Uno de sus méritos es que a pesar de tocar un tema tan urticante utiliza con destreza los recursos clásicos de la narración cinematográfica para aportar una visión palestina del conflicto. Otro punto a favor es que en lugar de apelar a discursos grandilocuentes o a golpes bajos se concentra en el drama de los dos amigos y a través de una duda que desvela a Occidente (¿Cómo puede un hombre dar lo más preciado de sí, su vida, para sacrificarla en un acto criminal que lo convierte en asesino de inocentes?) logra lo que a priori parecería imposible: que el espectador alcance un grado de identificación con los personajes y en el mismo proceso desestructura el discurso que identifica automáticamente a los hombres bomba con zombis sin posibilidad de elección a los que una agrupación terrorista les ha lavado el cerebro.
La película no aprueba la metodología de los terroristas, pero tampoco la condena (ahí radica su mayor carga polémica) mientras trata de comprender la decisión de los suicidas. De ahí que el clímax dramático consista en un monólogo en el que Said justifica su decisión mientras la cámara se acerca y convierte sus palabras en un alegato político.
En ese preciso momento, durante la función del sábado, una chica saltó de su butaca, se paró frente a la pantalla y mientras agitaba dos porras de cotillón con las manos, se puso a cantar “La Cucaracha”. El resto no tiene punto de comparación, pero el estupor de los primeros diez segundos no difiere en nada con el del hombre que saca un arma en la Avenida Cabildo y se pone a disparar, o el que explota en un Shopping de Tel Aviv. Después de ese silencio azorado comenzaron los insultos, los “¡Callate loca!” las puteadas, los llamados desesperados al personal de seguridad del cine (???) mientras la chica no dejaba de entonar “La cucaracha/ la cucaracha/ ya no puede caminar” una y otra vez. Todo duró unos eternos cinco minutos, hasta que una mujer mayor se levantó entre el público y tomo a la chica de la cintura para conducirla hacia la salida, en el preciso momento en que Said terminaba su monólogo.
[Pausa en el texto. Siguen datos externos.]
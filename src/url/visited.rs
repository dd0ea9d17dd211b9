use std::collections::HashSet;

/// Per-run dedup index of URL fingerprints
///
/// Owned by the coordinator for the lifetime of one run and never shared
/// between runs.
#[derive(Debug, Default)]
pub struct VisitedSet {
    seen: HashSet<String>,
}

impl VisitedSet {
    pub fn new() -> Self {
        Self::default()
    }

    pub fn contains(&self, fingerprint: &str) -> bool {
        self.seen.contains(fingerprint)
    }

    /// Records a fingerprint, returning true if it had not been seen before
    pub fn mark(&mut self, fingerprint: impl Into<String>) -> bool {
        self.seen.insert(fingerprint.into())
    }

    pub fn len(&self) -> usize {
        self.seen.len()
    }

    pub fn is_empty(&self) -> bool {
        self.seen.is_empty()
    }
}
Evidentemente, pensé entonces, los terroristas no son los únicos que creen poseer la “verdad de Dios” para imponérsela a los demás. Lo que implica la puesta en escena de esta “activista” no deja de inquietarme: no hay que discutir los argumentos de la película sino silenciarlos. También ilustra tristemente sobre la efectividad de los métodos extremistas para imponer sus objetivos: una chica con dos porras de cotillón y voz chillona puede impedir que ciento cincuenta personas vean una película. En un film sobre gente que se inmola ella plantea su disenso con el mismo método que quiere criticar: silenciar la voz del otro es el primer paso para su exterminio.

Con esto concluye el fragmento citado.